Hospital bed
Improperly configured antivirus software caused critical medical equipment to crash Christopher Furlong/Getty Images

A patient undergoing heart surgery in a US-based hospital was left at risk after an improperly configured piece of antivirus software caused critical medical equipment to crash right in the middle of a procedure.

In documents released by the US Food and Drug Administration (FDA), the medical equipment in question – called a Merge Hemo – went offline for more than five minutes, leaving hospital staff looking at a blank computer screen.

The Merge Hemo computer set-up involved a patient data module being connected to a PC that monitors and logs the data in real time. However, as reported by Softpedia, an FDA investigation discovered that anti-malware protection was configured to scan for viruses every hour – against the recommendation of the manufacturer.
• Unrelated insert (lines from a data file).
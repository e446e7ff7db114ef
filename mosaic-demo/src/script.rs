use std::{collections::BTreeMap, fs, path::Path};

use anyhow::{Context, Result};
use mosaic_canvas::{CanvasConfig, ImageSize, Portfolio, PortfolioItem, StaticDimensionLoader};
use serde::Deserialize;

/// Contents of the demo TOML file.
#[derive(Debug, Default, Deserialize)]
#[serde(default)]
pub struct DemoFile {
    /// Canvas knobs; anything left out keeps its default.
    pub canvas: CanvasConfig,
    /// Known image sizes as `url = [width, height]`, loaded in the
    /// background when no uploads directory is given.
    pub sizes: BTreeMap<String, [u32; 2]>,
    /// The session to replay. Empty means [`default_steps`].
    #[serde(rename = "step")]
    pub steps: Vec<Step>,
}

impl DemoFile {
    pub fn load(path: &Path) -> Result<Self> {
        let contents = fs::read_to_string(path)
            .with_context(|| format!("Failed to read {}", path.display()))?;
        toml::from_str(&contents).with_context(|| format!("Failed to parse {}", path.display()))
    }

    pub fn size_loader(&self) -> StaticDimensionLoader {
        self.sizes
            .iter()
            .fold(StaticDimensionLoader::new(), |loader, (url, [w, h])| {
                loader.with(url.clone(), ImageSize::new(*w, *h))
            })
    }

    pub fn steps(&self) -> Vec<Step> {
        if self.steps.is_empty() {
            default_steps()
        } else {
            self.steps.clone()
        }
    }
}

/// One scripted interaction.
#[derive(Debug, Clone, PartialEq, Deserialize)]
#[serde(tag = "kind", rename_all = "snake_case")]
pub enum Step {
    /// Press in the middle of the viewport, move by `(dx, dy)` in `moves`
    /// pointer events within one frame, release.
    Drag {
        dx: i32,
        dy: i32,
        #[serde(default = "default_moves")]
        moves: u32,
    },
    /// One wheel event.
    Wheel {
        dx: f32,
        dy: f32,
        #[serde(default)]
        lines: bool,
    },
    /// Resize the viewport.
    Resize { width: i32, height: i32 },
    /// Report the rendered height of a visible cell.
    ReportHeight {
        column: i32,
        ordinal: i32,
        height: i32,
    },
}

fn default_moves() -> u32 {
    4
}

/// Drag a screen to the right, scroll down, then drag far up and left.
pub fn default_steps() -> Vec<Step> {
    vec![
        Step::Drag {
            dx: 1000,
            dy: 0,
            moves: default_moves(),
        },
        Step::Wheel {
            dx: 0.0,
            dy: 600.0,
            lines: false,
        },
        Step::ReportHeight {
            column: -3,
            ordinal: 1,
            height: 420,
        },
        Step::Drag {
            dx: -2400,
            dy: 900,
            moves: default_moves(),
        },
    ]
}

pub fn load_portfolio(path: &Path) -> Result<Portfolio> {
    let contents =
        fs::read_to_string(path).with_context(|| format!("Failed to read {}", path.display()))?;
    let items: Vec<PortfolioItem> = serde_json::from_str(&contents)
        .with_context(|| format!("Failed to parse portfolio {}", path.display()))?;
    Ok(Portfolio::new(items))
}

#[cfg(test)]
mod tests {
    use mosaic_ui::Px;

    use super::*;

    #[test]
    fn parses_canvas_sizes_and_steps() {
        let file: DemoFile = toml::from_str(
            r#"
            [canvas]
            card_width = 200
            gap = 20

            [sizes]
            "/uploads/a.jpg" = [400, 500]

            [[step]]
            kind = "drag"
            dx = 100
            dy = -50

            [[step]]
            kind = "wheel"
            dx = 0.0
            dy = 3.0
            lines = true
            "#,
        )
        .expect("valid demo file");

        assert_eq!(file.canvas.card_width, Px(200));
        assert_eq!(file.canvas.column_width(), Px(220));
        assert_eq!(file.canvas.stagger_offset, Px(120));
        assert_eq!(file.sizes.len(), 1);
        assert_eq!(
            file.steps,
            vec![
                Step::Drag {
                    dx: 100,
                    dy: -50,
                    moves: 4
                },
                Step::Wheel {
                    dx: 0.0,
                    dy: 3.0,
                    lines: true
                },
            ]
        );
    }

    #[test]
    fn empty_file_uses_default_session() {
        let file: DemoFile = toml::from_str("").expect("empty demo file");
        assert_eq!(file.canvas, CanvasConfig::default());
        assert_eq!(file.steps(), default_steps());
    }

    #[test]
    fn portfolio_items_use_camel_case() {
        let items: Vec<PortfolioItem> = serde_json::from_str(
            r#"[{"id": "1", "images": ["/uploads/1.jpg"], "createdBy": "Ana", "year": "2023"}]"#,
        )
        .expect("valid portfolio");
        assert_eq!(items[0].created_by, "Ana");
        assert_eq!(items[0].cover_image(), Some("/uploads/1.jpg"));
    }
}
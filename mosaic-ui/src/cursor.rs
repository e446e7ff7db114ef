//! Pointer and wheel events delivered to the canvas.
//!
//! Hosts translate whatever their windowing layer produces into
//! [`CursorEvent`]s. Positions are relative to the canvas container's top-left
//! corner.

use crate::px::{Px, PxPosition};

/// Pixels per line when a wheel reports line deltas.
pub const LINE_SCROLL_PX: f32 = 16.0;

/// A single pointer or wheel event.
#[derive(Debug, Clone, Copy, PartialEq)]
pub struct CursorEvent {
    /// What happened.
    pub content: CursorEventContent,
}

impl CursorEvent {
    /// Primary button pressed at `position`.
    pub fn pressed(position: PxPosition) -> Self {
        Self {
            content: CursorEventContent::Pressed(position),
        }
    }

    /// Pointer moved to `position`.
    pub fn moved(position: PxPosition) -> Self {
        Self {
            content: CursorEventContent::Moved(position),
        }
    }

    /// Primary button released.
    pub fn released() -> Self {
        Self {
            content: CursorEventContent::Released,
        }
    }

    /// Pointer left the container.
    pub fn left() -> Self {
        Self {
            content: CursorEventContent::Left,
        }
    }

    /// Wheel scrolled by a pixel delta.
    pub fn scroll(delta_x: f32, delta_y: f32) -> Self {
        Self {
            content: CursorEventContent::Scroll(ScrollEventContent {
                delta_x,
                delta_y,
                unit: ScrollUnit::Pixels,
            }),
        }
    }
}

/// The payload of a [`CursorEvent`].
#[derive(Debug, Clone, Copy, PartialEq)]
pub enum CursorEventContent {
    /// Primary button went down.
    Pressed(PxPosition),
    /// Pointer moved, with or without a button held.
    Moved(PxPosition),
    /// Primary button went up.
    Released,
    /// Pointer left the container; treated like a release.
    Left,
    /// Wheel or trackpad scroll.
    Scroll(ScrollEventContent),
}

/// Unit of a wheel delta.
#[derive(Debug, Clone, Copy, PartialEq, Eq, Default)]
pub enum ScrollUnit {
    /// Deltas are already in pixels (trackpads, most browsers).
    #[default]
    Pixels,
    /// Deltas count lines (classic mouse wheels).
    Lines,
}

/// Wheel delta as reported by the host.
///
/// Positive `delta_y` means the content should move up, matching the DOM
/// `WheelEvent` convention.
#[derive(Debug, Clone, Copy, PartialEq)]
pub struct ScrollEventContent {
    /// Horizontal delta.
    pub delta_x: f32,
    /// Vertical delta.
    pub delta_y: f32,
    /// Unit of both deltas.
    pub unit: ScrollUnit,
}

impl ScrollEventContent {
    /// Returns the delta in fractional pixels, scaled by `multiplier`.
    pub fn scaled_delta(&self, multiplier: f32) -> [f32; 2] {
        let scale = match self.unit {
            ScrollUnit::Pixels => multiplier,
            ScrollUnit::Lines => multiplier * LINE_SCROLL_PX,
        };
        [self.delta_x * scale, self.delta_y * scale]
    }

    /// Returns the delta in whole pixels, scaled by `multiplier`. Fractions
    /// are truncated; callers that see many small deltas should accumulate
    /// [`scaled_delta`](Self::scaled_delta) instead.
    pub fn pixel_delta(&self, multiplier: f32) -> PxPosition {
        let [dx, dy] = self.scaled_delta(multiplier);
        PxPosition::new(Px::saturating_from_f32(dx), Px::saturating_from_f32(dy))
    }
}

#[cfg(test)]
mod tests {
    use super::*;

    #[test]
    fn line_deltas_scale_to_pixels() {
        let event = ScrollEventContent {
            delta_x: 0.0,
            delta_y: 3.0,
            unit: ScrollUnit::Lines,
        };
        assert_eq!(event.pixel_delta(1.0), PxPosition::new(Px(0), Px(48)));
    }

    #[test]
    fn pixel_deltas_respect_multiplier() {
        let event = ScrollEventContent {
            delta_x: 10.5,
            delta_y: -4.0,
            unit: ScrollUnit::Pixels,
        };
        assert_eq!(event.pixel_delta(2.0), PxPosition::new(Px(21), Px(-8)));
    }
}
//! Integer pixel coordinates for the canvas world space.
//!
//! The canvas is unbounded in every direction, so all types here accept
//! negative values. Origin (0, 0) is the stagger origin of column zero, x grows
//! to the right and y grows downward.
//!
//! # Key Types
//!
//! - [`Px`] - a single signed pixel value
//! - [`PxPosition`] - a 2D point, also used for pan offsets
//! - [`PxSize`] - a width/height pair
//! - [`PxRect`] - an axis-aligned rectangle with half-open edges
//!
//! # Example
//!
//! ```
//! use mosaic_ui::px::{Px, PxPosition, PxRect, PxSize};
//!
//! let viewport = PxRect::from_position_size(
//!     PxPosition::new(Px(-200), Px(-200)),
//!     PxSize::new(Px(1400), Px(1200)),
//! );
//! let card = PxRect::new(Px(0), Px(0), Px(240), Px(320));
//! assert!(viewport.intersects(&card));
//! ```

use std::ops::{Add, AddAssign, Div, Mul, Neg, Sub, SubAssign};

/// A signed physical pixel value.
///
/// Arithmetic through the operator traits wraps like plain `i32`; use the
/// `saturating_*` helpers where values come from user input or unbounded
/// accumulation.
#[derive(Debug, Default, Clone, Copy, PartialEq, PartialOrd, Eq, Ord, Hash)]
#[cfg_attr(
    feature = "serde",
    derive(serde::Serialize, serde::Deserialize),
    serde(transparent)
)]
pub struct Px(pub i32);

impl Px {
    /// Zero pixels.
    pub const ZERO: Self = Self(0);

    /// The largest representable pixel value.
    pub const MAX: Self = Self(i32::MAX);

    /// The smallest representable pixel value.
    pub const MIN: Self = Self(i32::MIN);

    /// Creates a new `Px` from a raw value.
    pub const fn new(value: i32) -> Self {
        Px(value)
    }

    /// Returns the raw i32 value.
    pub fn raw(self) -> i32 {
        self.0
    }

    /// Converts to `f32`.
    pub fn to_f32(self) -> f32 {
        self.0 as f32
    }

    /// Converts from `f32`, truncating toward zero and clamping to the i32
    /// range. `NaN` maps to zero.
    ///
    /// ```
    /// use mosaic_ui::px::Px;
    ///
    /// assert_eq!(Px::saturating_from_f32(12.9), Px(12));
    /// assert_eq!(Px::saturating_from_f32(f32::MAX), Px::MAX);
    /// assert_eq!(Px::saturating_from_f32(f32::NAN), Px::ZERO);
    /// ```
    pub fn saturating_from_f32(value: f32) -> Self {
        if value.is_nan() {
            return Px::ZERO;
        }
        let clamped_value = value.clamp(i32::MIN as f32, i32::MAX as f32);
        Px(clamped_value as i32)
    }

    /// Converts from `i64`, clamping to the i32 range.
    pub fn saturating_from_i64(value: i64) -> Self {
        if value > i64::from(i32::MAX) {
            Px::MAX
        } else if value < i64::from(i32::MIN) {
            Px::MIN
        } else {
            Px(value as i32)
        }
    }

    /// Saturating addition.
    pub fn saturating_add(self, rhs: Self) -> Self {
        Px(self.0.saturating_add(rhs.0))
    }

    /// Saturating subtraction.
    pub fn saturating_sub(self, rhs: Self) -> Self {
        Px(self.0.saturating_sub(rhs.0))
    }

    /// Saturating multiplication by a signed integer factor.
    pub fn saturating_mul(self, times: i64) -> Self {
        Px::saturating_from_i64(i64::from(self.0).saturating_mul(times))
    }

    /// Scales by a floating point factor, saturating at the i32 bounds.
    pub fn mul_f32(self, rhs: f32) -> Self {
        Px::saturating_from_f32(self.0 as f32 * rhs)
    }
}

impl Add for Px {
    type Output = Self;

    fn add(self, rhs: Self) -> Self::Output {
        Px(self.0 + rhs.0)
    }
}

impl Sub for Px {
    type Output = Self;

    fn sub(self, rhs: Self) -> Self::Output {
        Px(self.0 - rhs.0)
    }
}

impl Neg for Px {
    type Output = Self;

    fn neg(self) -> Self::Output {
        Px(-self.0)
    }
}

impl Mul<i32> for Px {
    type Output = Self;

    fn mul(self, rhs: i32) -> Self::Output {
        Px(self.0 * rhs)
    }
}

impl Div<i32> for Px {
    type Output = Self;

    fn div(self, rhs: i32) -> Self::Output {
        Px(self.0 / rhs)
    }
}

impl AddAssign for Px {
    fn add_assign(&mut self, rhs: Self) {
        self.0 += rhs.0;
    }
}

impl SubAssign for Px {
    fn sub_assign(&mut self, rhs: Self) {
        self.0 -= rhs.0;
    }
}

impl From<i32> for Px {
    fn from(value: i32) -> Self {
        Px(value)
    }
}

impl From<u32> for Px {
    fn from(value: u32) -> Self {
        Px(value.min(i32::MAX as u32) as i32)
    }
}

/// A 2D point in pixel space.
///
/// Pan offsets are stored as positions too: an offset of `(-300, 0)` means the
/// world has been dragged 300px to the left, so world x = 300 sits at the left
/// edge of the screen.
#[derive(Debug, Default, Clone, Copy, PartialEq, Eq, Hash)]
#[cfg_attr(feature = "serde", derive(serde::Serialize, serde::Deserialize))]
pub struct PxPosition {
    /// Horizontal coordinate.
    pub x: Px,
    /// Vertical coordinate.
    pub y: Px,
}

impl PxPosition {
    /// The origin.
    pub const ZERO: Self = Self {
        x: Px::ZERO,
        y: Px::ZERO,
    };

    /// Creates a new position.
    pub const fn new(x: Px, y: Px) -> Self {
        Self { x, y }
    }

    /// Returns a copy moved by the given amounts, saturating at the bounds.
    pub fn saturating_offset(self, dx: Px, dy: Px) -> Self {
        Self {
            x: self.x.saturating_add(dx),
            y: self.y.saturating_add(dy),
        }
    }

    /// Component-wise saturating difference `self - other`.
    pub fn saturating_sub(self, other: Self) -> Self {
        Self {
            x: self.x.saturating_sub(other.x),
            y: self.y.saturating_sub(other.y),
        }
    }
}

impl Add for PxPosition {
    type Output = Self;

    fn add(self, rhs: Self) -> Self::Output {
        PxPosition {
            x: self.x + rhs.x,
            y: self.y + rhs.y,
        }
    }
}

impl Sub for PxPosition {
    type Output = Self;

    fn sub(self, rhs: Self) -> Self::Output {
        PxPosition {
            x: self.x - rhs.x,
            y: self.y - rhs.y,
        }
    }
}

impl From<[i32; 2]> for PxPosition {
    fn from(pos: [i32; 2]) -> Self {
        PxPosition {
            x: Px(pos[0]),
            y: Px(pos[1]),
        }
    }
}

/// A width/height pair in pixels.
#[derive(Debug, Default, Clone, Copy, PartialEq, Eq, Hash)]
#[cfg_attr(feature = "serde", derive(serde::Serialize, serde::Deserialize))]
pub struct PxSize {
    /// Horizontal extent.
    pub width: Px,
    /// Vertical extent.
    pub height: Px,
}

impl PxSize {
    /// An empty size.
    pub const ZERO: Self = Self {
        width: Px::ZERO,
        height: Px::ZERO,
    };

    /// Creates a new size.
    pub const fn new(width: Px, height: Px) -> Self {
        Self { width, height }
    }
}

impl From<[i32; 2]> for PxSize {
    fn from(size: [i32; 2]) -> Self {
        Self {
            width: Px(size[0]),
            height: Px(size[1]),
        }
    }
}

/// An axis-aligned rectangle.
///
/// Edges are half-open: a rectangle covers `[x, x + width) × [y, y + height)`.
/// Two rectangles that only touch along an edge do not intersect.
#[derive(Debug, Default, Clone, Copy, PartialEq, Eq, Hash)]
pub struct PxRect {
    /// Left edge.
    pub x: Px,
    /// Top edge.
    pub y: Px,
    /// Width, expected to be non-negative.
    pub width: Px,
    /// Height, expected to be non-negative.
    pub height: Px,
}

impl PxRect {
    /// A zero-sized rectangle at the origin.
    pub const ZERO: Self = Self {
        x: Px::ZERO,
        y: Px::ZERO,
        width: Px::ZERO,
        height: Px::ZERO,
    };

    /// Creates a new rectangle.
    pub const fn new(x: Px, y: Px, width: Px, height: Px) -> Self {
        Self {
            x,
            y,
            width,
            height,
        }
    }

    /// Creates a rectangle from its top-left corner and size.
    pub fn from_position_size(position: PxPosition, size: PxSize) -> Self {
        Self {
            x: position.x,
            y: position.y,
            width: size.width,
            height: size.height,
        }
    }

    /// Exclusive right edge.
    pub fn right(&self) -> Px {
        self.x.saturating_add(self.width)
    }

    /// Exclusive bottom edge.
    pub fn bottom(&self) -> Px {
        self.y.saturating_add(self.height)
    }

    /// Grows the rectangle by `margin` on every side.
    ///
    /// ```
    /// use mosaic_ui::px::{Px, PxRect};
    ///
    /// let rect = PxRect::new(Px(0), Px(0), Px(100), Px(50)).inflate(Px(10));
    /// assert_eq!(rect, PxRect::new(Px(-10), Px(-10), Px(120), Px(70)));
    /// ```
    pub fn inflate(&self, margin: Px) -> Self {
        Self {
            x: self.x.saturating_sub(margin),
            y: self.y.saturating_sub(margin),
            width: self.width.saturating_add(margin.saturating_mul(2)),
            height: self.height.saturating_add(margin.saturating_mul(2)),
        }
    }

    /// Whether the horizontal span `[left, left + width)` overlaps this
    /// rectangle's horizontal span.
    pub fn overlaps_x(&self, left: Px, width: Px) -> bool {
        left < self.right() && left.saturating_add(width) > self.x
    }

    /// Whether the vertical span `[top, top + height)` overlaps this
    /// rectangle's vertical span.
    ///
    /// A zero-height span counts as overlapping when it lies strictly inside.
    pub fn overlaps_y(&self, top: Px, height: Px) -> bool {
        top < self.bottom() && top.saturating_add(height) > self.y
    }

    /// Whether the two rectangles share any area.
    pub fn intersects(&self, other: &Self) -> bool {
        self.overlaps_x(other.x, other.width) && self.overlaps_y(other.y, other.height)
    }

    /// Whether the point lies inside the rectangle.
    pub fn contains(&self, point: PxPosition) -> bool {
        point.x >= self.x && point.x < self.right() && point.y >= self.y && point.y < self.bottom()
    }
}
The report states: "In the middle of a heart catheterisation procedure, the hemo monitor PC lost communication with the hemo client and the hemo monitor went black. Information obtained from the customer indicated that there was a delay of about five minutes while the patient was sedated so that the application could be rebooted.

"It was found that anti-malware software was performing hourly scans. With Merge Hemo not presenting physiological data during treatment, there is a potential for a delay in care that results in harm to the patient."

Luckily, it was reported the procedure was completed successfully once the system was able to be rebooted. The report does not reveal the name of the hospital involved, though it notes the incident tool place on 8 February this year.

According to the investigation into the incident, the cause was not deemed to be a technical error or a fault with the medical device. Instead, the malfunction was likely based on a misconfiguration by hospital staff, it found.

'Adverse effects'

"Based upon the available information, the cause for the reported event was due to the customer not following instructions concerning the installation of anti-virus software; therefore, there is no indication that the reported event was related to product malfunction or defect," the FDA report concluded.

"The anti-virus software needs to be configured to scan only the potentially vulnerable files on the system, while skipping the medical images and patient data files. Our experience has shown that improper configuration of anti-virus software can have adverse effects including downtime and clinically unusable performance."

Recently, hospitals in the US have faced a barrage of cybersecurity threats – mainly surrounding the threat of ransomware, which hackers are now using to infect crucial healthcare computer networks. In one landmark case, cybercriminals were able to extort $17,000 (£12,000) from one affected hospital.